WHAT IS BEING ASKED ▸
What lines in the records include the string "payload"? Return each one.

[Stored items]
----

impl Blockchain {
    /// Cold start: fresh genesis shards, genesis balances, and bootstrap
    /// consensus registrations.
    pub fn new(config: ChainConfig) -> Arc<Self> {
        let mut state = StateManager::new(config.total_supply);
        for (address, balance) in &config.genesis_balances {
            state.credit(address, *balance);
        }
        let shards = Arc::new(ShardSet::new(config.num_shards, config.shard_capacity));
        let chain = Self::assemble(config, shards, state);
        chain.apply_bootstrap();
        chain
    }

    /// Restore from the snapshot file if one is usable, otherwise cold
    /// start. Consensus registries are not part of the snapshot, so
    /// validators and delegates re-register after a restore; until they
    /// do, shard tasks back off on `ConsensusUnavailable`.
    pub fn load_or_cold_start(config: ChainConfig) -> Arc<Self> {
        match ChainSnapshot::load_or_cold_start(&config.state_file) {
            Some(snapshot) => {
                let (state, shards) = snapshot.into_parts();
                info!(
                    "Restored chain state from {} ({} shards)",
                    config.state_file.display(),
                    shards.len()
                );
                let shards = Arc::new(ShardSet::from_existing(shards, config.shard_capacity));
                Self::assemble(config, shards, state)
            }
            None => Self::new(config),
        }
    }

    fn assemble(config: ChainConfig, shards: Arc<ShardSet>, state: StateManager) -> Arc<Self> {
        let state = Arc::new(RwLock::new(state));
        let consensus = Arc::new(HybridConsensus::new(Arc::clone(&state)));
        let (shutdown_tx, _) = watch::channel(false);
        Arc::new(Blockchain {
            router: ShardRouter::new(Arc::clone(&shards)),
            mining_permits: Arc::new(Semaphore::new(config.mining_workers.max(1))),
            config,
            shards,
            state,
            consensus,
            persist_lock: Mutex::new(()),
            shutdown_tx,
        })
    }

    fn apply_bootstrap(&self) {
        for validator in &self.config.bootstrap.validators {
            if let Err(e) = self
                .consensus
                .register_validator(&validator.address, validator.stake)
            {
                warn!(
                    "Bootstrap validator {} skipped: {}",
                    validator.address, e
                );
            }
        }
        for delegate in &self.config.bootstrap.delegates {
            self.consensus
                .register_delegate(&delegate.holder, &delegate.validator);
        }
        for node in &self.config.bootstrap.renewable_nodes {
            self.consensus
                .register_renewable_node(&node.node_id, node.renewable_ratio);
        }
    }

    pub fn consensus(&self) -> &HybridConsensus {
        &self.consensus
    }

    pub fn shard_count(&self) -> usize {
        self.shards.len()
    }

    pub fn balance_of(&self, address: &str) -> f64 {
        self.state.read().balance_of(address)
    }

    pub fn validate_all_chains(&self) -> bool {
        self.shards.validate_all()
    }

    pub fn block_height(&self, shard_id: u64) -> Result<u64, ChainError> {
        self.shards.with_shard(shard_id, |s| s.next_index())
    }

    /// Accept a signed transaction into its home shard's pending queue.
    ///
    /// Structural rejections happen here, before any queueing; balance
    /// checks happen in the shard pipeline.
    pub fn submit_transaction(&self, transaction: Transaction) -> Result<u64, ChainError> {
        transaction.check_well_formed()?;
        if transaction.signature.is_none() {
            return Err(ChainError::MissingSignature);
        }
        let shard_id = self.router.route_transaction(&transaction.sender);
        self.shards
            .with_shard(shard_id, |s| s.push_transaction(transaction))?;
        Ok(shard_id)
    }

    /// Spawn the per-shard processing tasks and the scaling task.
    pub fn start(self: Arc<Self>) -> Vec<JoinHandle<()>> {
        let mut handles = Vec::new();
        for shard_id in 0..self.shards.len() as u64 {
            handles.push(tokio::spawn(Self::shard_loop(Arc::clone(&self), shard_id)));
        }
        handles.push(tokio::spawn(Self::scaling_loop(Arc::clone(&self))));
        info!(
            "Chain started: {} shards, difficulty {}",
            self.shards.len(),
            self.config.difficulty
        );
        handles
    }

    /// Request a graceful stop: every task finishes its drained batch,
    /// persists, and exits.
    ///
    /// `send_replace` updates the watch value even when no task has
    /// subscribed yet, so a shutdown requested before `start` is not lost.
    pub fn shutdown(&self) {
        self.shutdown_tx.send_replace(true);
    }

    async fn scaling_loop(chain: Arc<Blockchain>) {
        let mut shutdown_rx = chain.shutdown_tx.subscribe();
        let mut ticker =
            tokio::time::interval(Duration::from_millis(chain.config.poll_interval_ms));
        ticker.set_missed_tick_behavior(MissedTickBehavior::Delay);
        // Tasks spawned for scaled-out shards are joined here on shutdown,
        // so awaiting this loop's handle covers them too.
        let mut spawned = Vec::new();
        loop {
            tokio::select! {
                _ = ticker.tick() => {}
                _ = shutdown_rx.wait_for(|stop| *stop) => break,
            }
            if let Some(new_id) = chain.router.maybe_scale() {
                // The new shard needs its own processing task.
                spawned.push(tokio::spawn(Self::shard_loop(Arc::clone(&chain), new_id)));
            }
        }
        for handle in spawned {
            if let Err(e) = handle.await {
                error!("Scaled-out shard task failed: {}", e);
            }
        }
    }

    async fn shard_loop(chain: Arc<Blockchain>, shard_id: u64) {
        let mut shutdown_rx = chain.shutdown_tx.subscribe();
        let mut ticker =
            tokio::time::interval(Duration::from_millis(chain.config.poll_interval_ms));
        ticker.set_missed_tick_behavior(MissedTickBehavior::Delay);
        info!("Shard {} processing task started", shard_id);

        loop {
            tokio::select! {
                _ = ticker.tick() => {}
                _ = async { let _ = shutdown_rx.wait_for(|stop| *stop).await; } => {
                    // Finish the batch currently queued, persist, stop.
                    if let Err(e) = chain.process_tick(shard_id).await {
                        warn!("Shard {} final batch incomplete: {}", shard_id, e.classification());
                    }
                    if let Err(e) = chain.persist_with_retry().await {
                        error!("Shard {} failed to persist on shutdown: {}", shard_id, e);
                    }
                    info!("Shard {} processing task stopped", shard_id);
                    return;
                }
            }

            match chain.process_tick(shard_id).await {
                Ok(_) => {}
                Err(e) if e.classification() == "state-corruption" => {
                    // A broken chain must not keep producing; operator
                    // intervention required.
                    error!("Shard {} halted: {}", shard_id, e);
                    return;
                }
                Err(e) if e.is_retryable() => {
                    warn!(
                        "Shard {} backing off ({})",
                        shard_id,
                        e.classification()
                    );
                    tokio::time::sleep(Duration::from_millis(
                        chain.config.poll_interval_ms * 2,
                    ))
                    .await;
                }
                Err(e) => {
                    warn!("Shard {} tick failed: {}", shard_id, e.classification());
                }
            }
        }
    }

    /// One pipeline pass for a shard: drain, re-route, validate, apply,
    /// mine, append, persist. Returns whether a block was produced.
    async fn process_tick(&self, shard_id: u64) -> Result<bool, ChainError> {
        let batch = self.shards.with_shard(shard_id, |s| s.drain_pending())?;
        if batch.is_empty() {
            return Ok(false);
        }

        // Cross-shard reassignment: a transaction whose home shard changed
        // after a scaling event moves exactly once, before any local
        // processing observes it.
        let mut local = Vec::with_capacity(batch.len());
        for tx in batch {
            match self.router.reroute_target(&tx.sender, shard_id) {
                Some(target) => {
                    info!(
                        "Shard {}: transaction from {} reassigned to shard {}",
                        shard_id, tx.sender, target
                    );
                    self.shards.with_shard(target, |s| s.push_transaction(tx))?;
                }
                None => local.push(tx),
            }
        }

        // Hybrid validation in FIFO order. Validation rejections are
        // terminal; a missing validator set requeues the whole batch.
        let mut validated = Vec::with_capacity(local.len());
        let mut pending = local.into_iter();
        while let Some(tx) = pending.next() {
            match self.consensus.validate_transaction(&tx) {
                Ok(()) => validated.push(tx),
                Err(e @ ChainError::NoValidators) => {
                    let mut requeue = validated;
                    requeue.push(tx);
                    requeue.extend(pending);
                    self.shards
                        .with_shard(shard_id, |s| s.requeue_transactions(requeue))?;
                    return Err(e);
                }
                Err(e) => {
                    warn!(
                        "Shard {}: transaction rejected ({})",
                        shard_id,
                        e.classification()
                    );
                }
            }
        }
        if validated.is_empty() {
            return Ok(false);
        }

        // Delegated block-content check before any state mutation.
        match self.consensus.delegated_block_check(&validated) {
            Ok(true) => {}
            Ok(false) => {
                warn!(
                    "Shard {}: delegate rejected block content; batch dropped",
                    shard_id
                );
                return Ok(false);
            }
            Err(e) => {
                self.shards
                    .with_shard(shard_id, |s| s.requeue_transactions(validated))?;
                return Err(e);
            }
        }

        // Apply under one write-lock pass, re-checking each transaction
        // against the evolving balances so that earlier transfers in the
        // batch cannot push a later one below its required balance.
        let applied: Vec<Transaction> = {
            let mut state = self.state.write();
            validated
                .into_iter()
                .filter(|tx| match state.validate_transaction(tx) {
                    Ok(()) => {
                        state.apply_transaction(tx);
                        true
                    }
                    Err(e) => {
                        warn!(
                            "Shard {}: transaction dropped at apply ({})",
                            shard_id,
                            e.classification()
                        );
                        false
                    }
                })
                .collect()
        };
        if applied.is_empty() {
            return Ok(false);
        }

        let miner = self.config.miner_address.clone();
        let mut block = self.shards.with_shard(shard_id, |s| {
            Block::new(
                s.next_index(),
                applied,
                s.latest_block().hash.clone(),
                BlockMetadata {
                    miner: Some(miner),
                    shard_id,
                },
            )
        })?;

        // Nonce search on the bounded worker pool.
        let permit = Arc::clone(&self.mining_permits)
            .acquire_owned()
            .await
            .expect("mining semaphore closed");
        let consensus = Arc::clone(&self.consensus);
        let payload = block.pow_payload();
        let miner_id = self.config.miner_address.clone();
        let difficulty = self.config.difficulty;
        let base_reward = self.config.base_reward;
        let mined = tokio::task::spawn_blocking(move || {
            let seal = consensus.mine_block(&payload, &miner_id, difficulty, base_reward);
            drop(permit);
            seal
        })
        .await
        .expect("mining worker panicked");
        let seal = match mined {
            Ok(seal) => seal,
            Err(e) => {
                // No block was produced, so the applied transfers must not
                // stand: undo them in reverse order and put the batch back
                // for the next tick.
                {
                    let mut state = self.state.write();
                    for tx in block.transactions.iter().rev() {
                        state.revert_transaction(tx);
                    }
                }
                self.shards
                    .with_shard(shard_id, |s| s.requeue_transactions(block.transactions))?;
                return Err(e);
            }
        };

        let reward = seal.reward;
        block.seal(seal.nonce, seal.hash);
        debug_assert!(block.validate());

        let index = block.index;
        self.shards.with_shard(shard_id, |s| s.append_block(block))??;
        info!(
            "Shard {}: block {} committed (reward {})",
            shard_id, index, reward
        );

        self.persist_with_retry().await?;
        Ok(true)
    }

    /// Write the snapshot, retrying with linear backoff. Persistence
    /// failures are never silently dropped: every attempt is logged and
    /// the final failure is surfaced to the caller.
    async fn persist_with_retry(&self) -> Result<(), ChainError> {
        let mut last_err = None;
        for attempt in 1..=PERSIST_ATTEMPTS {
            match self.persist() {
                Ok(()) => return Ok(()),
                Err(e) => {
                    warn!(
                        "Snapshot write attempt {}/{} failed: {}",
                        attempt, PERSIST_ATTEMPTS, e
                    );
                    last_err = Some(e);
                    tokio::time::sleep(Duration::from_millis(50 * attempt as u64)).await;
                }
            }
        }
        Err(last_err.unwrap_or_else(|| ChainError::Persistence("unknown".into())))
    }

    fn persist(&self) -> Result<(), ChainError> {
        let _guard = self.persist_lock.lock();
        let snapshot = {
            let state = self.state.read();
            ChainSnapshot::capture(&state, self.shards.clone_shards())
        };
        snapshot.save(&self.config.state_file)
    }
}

----

FINISHED EXERCISE ▸
        let payload = block.pow_payload();
            let seal = consensus.mine_block(&payload, &miner_id, difficulty, base_reward);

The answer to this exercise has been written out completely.